---- Information

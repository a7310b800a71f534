//! Referential integrity checks across documents.
//!
//! The store does not know that a site belongs to a customer; every create/update that
//! references a parent goes through here first. Checks are read-then-verify: they do
//! not lock anything themselves.

use std::sync::Arc;

use tracing::instrument;

use assetdesk_assets::Asset;
use assetdesk_core::{CustomerId, DomainError, Entity, EntityKind, LocationId, Record, SiteId};
use assetdesk_customers::{Customer, Site};
use assetdesk_infrastructure::InfrastructureLocation;

use crate::document_store::DocumentStore;
use crate::error::ServiceResult;
use crate::repository::Repository;

#[derive(Clone)]
pub struct ReferentialIntegrity {
    customers: Repository<Customer>,
    sites: Repository<Site>,
    locations: Repository<InfrastructureLocation>,
}

impl ReferentialIntegrity {
    pub fn new(store: Arc<dyn DocumentStore>) -> Self {
        Self {
            customers: Repository::new(store.clone()),
            sites: Repository::new(store.clone()),
            locations: Repository::new(store),
        }
    }

    /// Parse a raw customer reference and load the customer.
    #[instrument(skip(self), err)]
    pub async fn resolve_customer(&self, raw_id: &str) -> ServiceResult<Record<Customer>> {
        let id: CustomerId = raw_id.parse()?;
        self.customer(id).await
    }

    pub async fn customer(&self, id: CustomerId) -> ServiceResult<Record<Customer>> {
        self.customers.fetch(id).await
    }

    /// Load a site and verify it belongs to `expected`.
    #[instrument(skip(self), fields(site_id = %id, customer_id = %expected), err)]
    pub async fn resolve_site(
        &self,
        id: SiteId,
        expected: CustomerId,
    ) -> ServiceResult<Record<Site>> {
        let site = self.sites.fetch(id).await?;
        ensure_owner::<Site>(site.body.customer_id, expected)?;
        Ok(site)
    }

    /// Load an infrastructure location and verify it belongs to `expected`.
    #[instrument(skip(self), fields(location_id = %id, customer_id = %expected), err)]
    pub async fn resolve_location(
        &self,
        id: LocationId,
        expected: CustomerId,
    ) -> ServiceResult<Record<InfrastructureLocation>> {
        let location = self.locations.fetch(id).await?;
        ensure_owner::<InfrastructureLocation>(location.body.customer_id, expected)?;
        Ok(location)
    }

    /// Full check for a new location: the customer exists and any site is theirs.
    pub async fn check_location(&self, location: &InfrastructureLocation) -> ServiceResult<()> {
        self.customer(location.customer_id).await?;
        self.check_location_placement(location).await
    }

    /// Only the site reference (used on update, where the owner is already fixed).
    pub async fn check_location_placement(
        &self,
        location: &InfrastructureLocation,
    ) -> ServiceResult<()> {
        if let Some(site_id) = location.site_id {
            self.resolve_site(site_id, location.customer_id).await?;
        }
        Ok(())
    }

    /// Full check for a new asset: customer, site and hosting location.
    pub async fn check_asset(&self, asset: &Asset) -> ServiceResult<()> {
        self.customer(asset.customer_id).await?;
        self.check_asset_placement(asset).await
    }

    pub async fn check_asset_placement(&self, asset: &Asset) -> ServiceResult<()> {
        if let Some(site_id) = asset.site_id {
            self.resolve_site(site_id, asset.customer_id).await?;
        }
        if let Some(location_id) = asset.specs.infrastructure_location_id() {
            self.resolve_location(location_id, asset.customer_id).await?;
        }
        Ok(())
    }
}

fn ensure_owner<T: Entity>(actual: CustomerId, expected: CustomerId) -> Result<(), DomainError> {
    if actual != expected {
        return Err(DomainError::ownership(T::KIND));
    }
    Ok(())
}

--------

_Task requirements_
Retype all of the records above, keeping them identical.

_Task solution_
repository a7310b800a71f534
//! Referential integrity checks across documents.
//!
//! The store does not know that a site belongs to a customer; every create/update that
//! references a parent goes through here first. Checks are read-then-verify: they do
//! not lock anything themselves.

use std::sync::Arc;

use tracing::instrument;

use assetdesk_assets::Asset;
use assetdesk_core::{CustomerId, DomainError, Entity, EntityKind, LocationId, Record, SiteId};
use assetdesk_customers::{Customer, Site};
use assetdesk_infrastructure::InfrastructureLocation;

use crate::document_store::DocumentStore;
use crate::error::ServiceResult;
use crate::repository::Repository;

#[derive(Clone)]
pub struct ReferentialIntegrity {
    customers: Repository<Customer>,
    sites: Repository<Site>,
    locations: Repository<InfrastructureLocation>,
}

impl ReferentialIntegrity {
    pub fn new(store: Arc<dyn DocumentStore>) -> Self {
        Self {
            customers: Repository::new(store.clone()),
            sites: Repository::new(store.clone()),
            locations: Repository::new(store),
        }
    }

    /// Parse a raw customer reference and load the customer.
    #[instrument(skip(self), err)]
    pub async fn resolve_customer(&self, raw_id: &str) -> ServiceResult<Record<Customer>> {
        let id: CustomerId = raw_id.parse()?;
        self.customer(id).await
    }

    pub async fn customer(&self, id: CustomerId) -> ServiceResult<Record<Customer>> {
        self.customers.fetch(id).await
    }

    /// Load a site and verify it belongs to `expected`.
    #[instrument(skip(self), fields(site_id = %id, customer_id = %expected), err)]
    pub async fn resolve_site(
        &self,
        id: SiteId,
        expected: CustomerId,
    ) -> ServiceResult<Record<Site>> {
        let site = self.sites.fetch(id).await?;
        ensure_owner::<Site>(site.body.customer_id, expected)?;
        Ok(site)
    }

    /// Load an infrastructure location and verify it belongs to `expected`.
    #[instrument(skip(self), fields(location_id = %id, customer_id = %expected), err)]
    pub async fn resolve_location(
        &self,
        id: LocationId,
        expected: CustomerId,
    ) -> ServiceResult<Record<InfrastructureLocation>> {
        let location = self.locations.fetch(id).await?;
        ensure_owner::<InfrastructureLocation>(location.body.customer_id, expected)?;
        Ok(location)
    }

    /// Full check for a new location: the customer exists and any site is theirs.
    pub async fn check_location(&self, location: &InfrastructureLocation) -> ServiceResult<()> {
        self.customer(location.customer_id).await?;
        self.check_location_placement(location).await
    }

    /// Only the site reference (used on update, where the owner is already fixed).
    pub async fn check_location_placement(
        &self,
        location: &InfrastructureLocation,
    ) -> ServiceResult<()> {
        if let Some(site_id) = location.site_id {
            self.resolve_site(site_id, location.customer_id).await?;
        }
        Ok(())
    }

    /// Full check for a new asset: customer, site and hosting location.
    pub async fn check_asset(&self, asset: &Asset) -> ServiceResult<()> {
        self.customer(asset.customer_id).await?;
        self.check_asset_placement(asset).await
    }

    pub async fn check_asset_placement(&self, asset: &Asset) -> ServiceResult<()> {
        if let Some(site_id) = asset.site_id {
            self.resolve_site(site_id, asset.customer_id).await?;
        }
        if let Some(location_id) = asset.specs.infrastructure_location_id() {
            self.resolve_location(location_id, asset.customer_id).await?;
        }
        Ok(())
    }
}

fn ensure_owner<T: Entity>(actual: CustomerId, expected: CustomerId) -> Result<(), DomainError> {
    if actual != expected {
        return Err(DomainError::ownership(T::KIND));
    }
    Ok(())
}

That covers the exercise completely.